I believe that if we want to keep this community one that can support families, support families who want to come back and support grandparents who may not be able to pay extraordinarily large amounts for water, we need the pipeline. —Carol Sapp, member of the Community Integrated Resource Planning Advisory Committee (CIRPAC)
SALT LAKE CITY — Hotly contested and highly complex, the planned Lake Powell Pipeline project continues to wend its way through federal reviews, a process that involves close to two dozen studies spanning everything from air quality impacts to effects on endangered species.
The $1 billion, 139-mile pipeline would divert 80,000 acre-feet of water to Kane and Washington counties from Lake Powell — water that is Utah's share of unallocated Colorado River Basin water that isn't being used. Because a component of the pipeline is the hydropower it would generate, the Federal Energy Regulatory Commission is the entity overseeing the licensing and approval process, which is still a couple of years away.
A 29-member citizen advisory committee recently finished up a year's worth of work reviewing various details about the project, culminating in a meeting earlier this month in which several funding scenarios were presented by a consultant.
The Community Integrated Resource Planning Advisory Committee, or CIRPAC, was polled for responses on several issues associated with the pipeline, such as their views on how much population will grow in the coming decades in Washington County and how much water can be saved through conservation.
Jeremy Aguero, the principal analyst for Applied Analysis, said the basic idea is to take the demand for water and marry that with the available supply in Washington County.
"It was an exercise we went through that put context around the conversation of water developement," he said.
The variables in the survey — including who should pay for what portion of the pipeline — were plugged into a model that generated any number of financing scenarios for the pipeline such as what water rates may look like in the future and how impact fees would be affected.
Some of the committee's opinions showed that:
69 percent said Washington County can count on less water in the future because of drought and climate change, with most settling on a decline of 10 percent
94 percent said they do not believe Washington County has sufficient water to meet the needs of population growth, or its build out population
88 percent said "new growth" should bear the majority of the construction cost for the pipeline
69 percent said the sale of land by the Washington County Water Conservancy District should be used to offset the project's costs
Aguero, the consultant, said the model includes the built-in flexibility to reflect the reality of how the pipeline would be funded, tapping a combination of revenue streams like water rate increases, impact fees, the sale of property and ultimately the pipeline's hydropower component.
"We want to reset the tone of the dialogue from being alarmist to something reasonable. The conversation has not ended, but only just started."

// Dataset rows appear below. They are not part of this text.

//! Alert/clear decision shared by every probing monitor
//!
//! One evaluation reads the previous observation (or the condition's normal
//! baseline on the first poll), fetches a new value and decides:
//!
//! - abnormal now: alert, on every poll, repeats included
//! - normal now, abnormal before: clear, exactly once
//! - normal now, normal before: nothing
//!
//! A failed fetch changes nothing and sends nothing. The previous
//! observation stays authoritative for the next poll.

use crate::alerts::Notifier;
use crate::events::NotificationEvent;
use crate::monitors::conditions::{Classification, Condition, Fault};
use crate::probe::{Prober, Target};
use crate::state::ConditionState;
use log::{debug, error, info, warn};

/// What one evaluation did
#[derive(Debug, Clone, Copy, PartialEq, Eq)]
pub enum Outcome {
    /// No new data; state untouched
    ProbeFailed,
    Alerted(Fault),
    Cleared,
    /// Normal, and it was normal before
    Steady,
}

/// Evaluate one condition against its target
pub fn evaluate(
    condition: &dyn Condition,
    target: &Target,
    state: &mut ConditionState,
    prober: &dyn Prober,
    notifier: &dyn Notifier,
) -> Outcome {
    let key = condition.key();
    let previous = state.get(key).unwrap_or_else(|| condition.baseline());

    let observation = match prober
        .fetch(target, condition.probe())
        .and_then(|value| condition.interpret(value))
    {
        Ok(observation) => observation,
        Err(e) => {
            error!("Probe of {} on {} failed: {}", key, target, e);
            return Outcome::ProbeFailed;
        }
    };

    let outcome = match condition.classify(observation) {
        Classification::Abnormal(fault) => {
            warn!(
                "{} on {} is {} ({}), sending alert",
                key, target, fault.label, observation
            );
            notifier.send(NotificationEvent::alert(
                condition.kind(),
                condition.alert_fields(observation, &fault),
            ));
            Outcome::Alerted(fault)
        }
        Classification::Normal if condition.classify(previous).is_abnormal() => {
            info!("{} on {} is back to normal ({}), sending clear", key, target, observation);
            notifier.send(NotificationEvent::clear(
                condition.kind(),
                condition.clear_fields(observation),
            ));
            Outcome::Cleared
        }
        Classification::Normal => {
            debug!("{} on {} is normal ({})", key, target, observation);
            Outcome::Steady
        }
    };

    state.record(key, observation);
    outcome
}

#[cfg(test)]
mod tests {
    use super::*;
    use crate::alerts::{MockNotifier, RecordingNotifier};
    use crate::error::ProbeError;
    use crate::events::{Category, Field, NotificationKind};
    use crate::monitors::conditions::{PresenceCondition, RangeCondition, StatusCondition};
    use crate::probe::{Credential, MockProber, Probe, ProbeValue, ScriptedProber};
    use crate::state::{Observation, StateKey};
    use quickcheck_macros::quickcheck;
    use std::time::Duration;

    fn target() -> Target {
        Target::new("10.0.0.5", 161, Credential::Community("public".to_string()))
    }

    fn health() -> StatusCondition {
        StatusCondition::normal_only(
            StateKey::TransmitterHealth,
            NotificationKind::TransmitterHealth,
            Probe::Get("1.3.6.1.4.1.37504.3.2.1.3.4.1.2.1".parse().unwrap()),
            5,
            |code| match code {
                5 => Some("OPERATIVE"),
                6 => Some("ALARM"),
                _ => None,
            },
        )
    }

    fn stream() -> PresenceCondition {
        PresenceCondition::new(
            StateKey::StreamPresence,
            NotificationKind::StreamPresence,
            Probe::Datagram {
                timeout: Duration::from_secs(3),
                max_size: 1024,
            },
        )
    }

    fn rf_level() -> RangeCondition {
        RangeCondition::new(
            StateKey::ForwardRfLevel,
            NotificationKind::RfLevel,
            Probe::PageField {
                path: "/cgi_ipradio?type=103".to_string(),
                label: "Forward RF Level".to_string(),
            },
            47.81,
            57.83,
        )
        .unwrap()
    }

    /// Run `polls` evaluations and return the outcomes
    fn run(
        condition: &dyn Condition,
        prober: &ScriptedProber,
        notifier: &RecordingNotifier,
        state: &mut ConditionState,
        polls: usize,
    ) -> Vec<Outcome> {
        (0..polls)
            .map(|_| evaluate(condition, &target(), state, prober, notifier))
            .collect()
    }

    #[test]
    fn test_status_sequence_alerts_repeat_then_clear_once() {
        let condition = health();
        let prober = ScriptedProber::integers(&[5, 6, 6, 5, 5]);
        let notifier = RecordingNotifier::new();
        let mut state = ConditionState::new();

        let outcomes = run(&condition, &prober, &notifier, &mut state, 5);
        let alarm = Fault {
            code: 6,
            label: "ALARM",
        };
        assert_eq!(
            outcomes,
            vec![
                Outcome::Steady,
                Outcome::Alerted(alarm),
                Outcome::Alerted(alarm),
                Outcome::Cleared,
                Outcome::Steady,
            ]
        );

        let events = notifier.events();
        let summary: Vec<(Category, Option<i64>)> =
            events.iter().map(|e| (e.category, e.status())).collect();
        assert_eq!(
            summary,
            vec![
                (Category::Alert, Some(6)),
                (Category::Alert, Some(6)),
                (Category::Clear, Some(5)),
            ]
        );
        assert!(events
            .iter()
            .all(|e| e.kind == NotificationKind::TransmitterHealth));
    }

    #[test]
    fn test_presence_timeout_then_absent_then_present() {
        let condition = stream();
        let prober = ScriptedProber::new(vec![
            Err(ProbeError::Timeout(1)),
            Ok(ProbeValue::Presence(false)),
            Ok(ProbeValue::Presence(true)),
        ]);
        let notifier = RecordingNotifier::new();
        let mut state = ConditionState::new();

        assert_eq!(
            evaluate(&condition, &target(), &mut state, &prober, &notifier),
            Outcome::ProbeFailed
        );
        assert!(notifier.is_empty());
        assert!(!state.contains(StateKey::StreamPresence));

        assert!(matches!(
            evaluate(&condition, &target(), &mut state, &prober, &notifier),
            Outcome::Alerted(_)
        ));
        assert_eq!(
            evaluate(&condition, &target(), &mut state, &prober, &notifier),
            Outcome::Cleared
        );

        let events = notifier.events();
        assert_eq!(events.len(), 2);
        assert_eq!(events[0].category, Category::Alert);
        assert_eq!(events[0].fields, vec![Field::Status(2)]);
        assert_eq!(events[1].category, Category::Clear);
        assert_eq!(events[1].fields, vec![Field::Status(1)]);
    }

    #[test]
    fn test_range_low_then_high_then_clear() {
        let condition = rf_level();
        let prober = ScriptedProber::new(vec![
            Ok(ProbeValue::Text("45.0".to_string())),
            Ok(ProbeValue::Text("60.0".to_string())),
            Ok(ProbeValue::Text("50.0".to_string())),
        ]);
        let notifier = RecordingNotifier::new();
        let mut state = ConditionState::new();

        let outcomes = run(&condition, &prober, &notifier, &mut state, 3);
        assert_eq!(
            outcomes,
            vec![
                Outcome::Alerted(Fault {
                    code: 3,
                    label: "LOW"
                }),
                Outcome::Alerted(Fault {
                    code: 2,
                    label: "HIGH"
                }),
                Outcome::Cleared,
            ]
        );

        let fields: Vec<Vec<Field>> = notifier.events().into_iter().map(|e| e.fields).collect();
        assert_eq!(
            fields,
            vec![
                vec![Field::Status(3), Field::Measurement(45.0)],
                vec![Field::Status(2), Field::Measurement(60.0)],
                vec![Field::Status(1), Field::Measurement(50.0)],
            ]
        );
    }

    #[test]
    fn test_first_poll_abnormal_alerts() {
        let condition = health();
        let prober = ScriptedProber::integers(&[2]);
        let notifier = RecordingNotifier::new();
        let mut state = ConditionState::new();

        let outcome = evaluate(&condition, &target(), &mut state, &prober, &notifier);
        assert_eq!(
            outcome,
            Outcome::Alerted(Fault {
                code: 2,
                label: "UNKNOWN"
            })
        );
        assert_eq!(state.get(StateKey::TransmitterHealth), Some(Observation::Status(2)));
    }

    #[test]
    fn test_failed_probe_keeps_previous_observation() {
        let condition = health();
        let prober = ScriptedProber::new(vec![
            Ok(ProbeValue::Integer(6)),
            Err(ProbeError::Unreachable("down".to_string())),
            Ok(ProbeValue::Integer(5)),
        ]);
        let notifier = RecordingNotifier::new();
        let mut state = ConditionState::new();

        let outcomes = run(&condition, &prober, &notifier, &mut state, 3);
        assert_eq!(outcomes[1], Outcome::ProbeFailed);
        assert_eq!(outcomes[2], Outcome::Cleared);
        assert_eq!(notifier.len(), 2);
    }

    #[test]
    fn test_malformed_value_counts_as_failed_probe() {
        let condition = rf_level();
        let prober = ScriptedProber::new(vec![Ok(ProbeValue::Text("N/A".to_string()))]);
        let notifier = RecordingNotifier::new();
        let mut state = ConditionState::new();

        assert_eq!(
            evaluate(&condition, &target(), &mut state, &prober, &notifier),
            Outcome::ProbeFailed
        );
        assert!(state.is_empty());
        assert!(notifier.is_empty());
    }

    #[test]
    fn test_failed_fetch_never_notifies() {
        let condition = health();
        let mut prober = MockProber::new();
        prober
            .expect_fetch()
            .times(1)
            .returning(|_, _| Err(ProbeError::Timeout(4)));

        let mut notifier = MockNotifier::new();
        notifier.expect_send().never();

        let mut state = ConditionState::new();
        state.record(StateKey::TransmitterHealth, Observation::Status(6));

        let outcome = evaluate(&condition, &target(), &mut state, &prober, &notifier);
        assert_eq!(outcome, Outcome::ProbeFailed);
        assert_eq!(state.get(StateKey::TransmitterHealth), Some(Observation::Status(6)));
    }

    /// `None` is a failed probe, `Some(code)` a successful reading
    fn replay(polls: &[Option<u8>]) -> (Vec<Outcome>, RecordingNotifier) {
        let condition = health();
        let script = polls
            .iter()
            .map(|poll| match poll {
                Some(code) => Ok(ProbeValue::Integer(i64::from(code % 12))),
                None => Err(ProbeError::Timeout(1)),
            })
            .collect();
        let prober = ScriptedProber::new(script);
        let notifier = RecordingNotifier::new();
        let mut state = ConditionState::new();

        let outcomes = (0..polls.len())
            .map(|_| evaluate(&condition, &target(), &mut state, &prober, &notifier))
            .collect();
        (outcomes, notifier)
    }

    #[quickcheck]
    fn prop_every_abnormal_reading_alerts(polls: Vec<Option<u8>>) -> bool {
        let (_, notifier) = replay(&polls);
        let abnormal_readings = polls
            .iter()
            .flatten()
            .filter(|code| *code % 12 != 5)
            .count();
        let alerts = notifier
            .events()
            .iter()
            .filter(|e| e.category == Category::Alert)
            .count();
        alerts == abnormal_readings
    }

    #[quickcheck]
    fn prop_clear_only_after_abnormal(polls: Vec<Option<u8>>) -> bool {
        let (outcomes, _) = replay(&polls);

        let mut previous_abnormal = false;
        outcomes.iter().all(|outcome| match outcome {
            Outcome::ProbeFailed => true,
            Outcome::Alerted(_) => {
                previous_abnormal = true;
                true
            }
            Outcome::Cleared => std::mem::replace(&mut previous_abnormal, false),
            Outcome::Steady => !std::mem::replace(&mut previous_abnormal, false),
        })
    }

    #[quickcheck]
    fn prop_failed_probes_send_nothing(failures: u8) -> bool {
        let polls = vec![None; usize::from(failures % 32)];
        let (outcomes, notifier) = replay(&polls);
        notifier.is_empty() && outcomes.iter().all(|o| *o == Outcome::ProbeFailed)
    }
}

Foes of the pipeline contend it is nothing more than a financial boondoggle that will saddle residents with exorbitant increases for water the county doesn't need. Groups such as the Utah Rivers Council and Citizens for Dixie's Future have argued against the pipeline, urging conservation of water and other reforms as a way to shore up Washington County's water needs.
But Aguero said even conservative population growth shows Washington County running of out of water by about 2025 and claims of monumental rate increases and skyrocketing impact fees are just that – assertions that fail to consider the pipeline is paid for in chunks, according to the amount of water that is taken over time.
"You pay for it when you need it. These may seem like small details, but they are remarkably important when it comes to costs."
Both David Clark and Carol Sapp are members of CIRPAC, who say the results of the modeling were illuminating.
For Sapp, who is executive officer of the Southern Utah Homebuilders Association, the process was a good first step at looking at all the options when it comes to the pipeline, which she said she believes is needed even more urgently.
"It gave me a tangible feel about what has to happen," she said. "I believe that if we want to keep this community one that can support families, support families who want to come back and support grandparents who may not be able to pay extraordinarily large amounts for water, we need the pipeline."
Clark, vice president of international banking for Zions Bank, said the funding scenarios laid out in Aguero's presentation take what was set down in law for the Lake Powell Pipeline project, modeled after how hundreds of projects have been built in the West and across the nation.
"There was a narrowing of fact and fiction to see what the realities of the financial side of this are," he said. "I am a numbers kind of guy, so it was beneficial for me to sit down and go through this. I don't think it gave the final answer, but I think it did narrow some of the pie."
Clark, a former Utah lawmaker who was House speaker, said ultimately, the financing of the project — if it receives the green light from the federal government a few years from now — rightly represents a blend of revenue streams.
"The financing is not as Draconian as people predicted."
Clark did say he believes that the magnitude of the project ought to require that Washington County residents have a voice in the process.
"Voters in the county ought to have an opportunity to say yes, or no," he said. "People in Washington County, with that kind of obligation, ought to have a chance to say if it moves forward."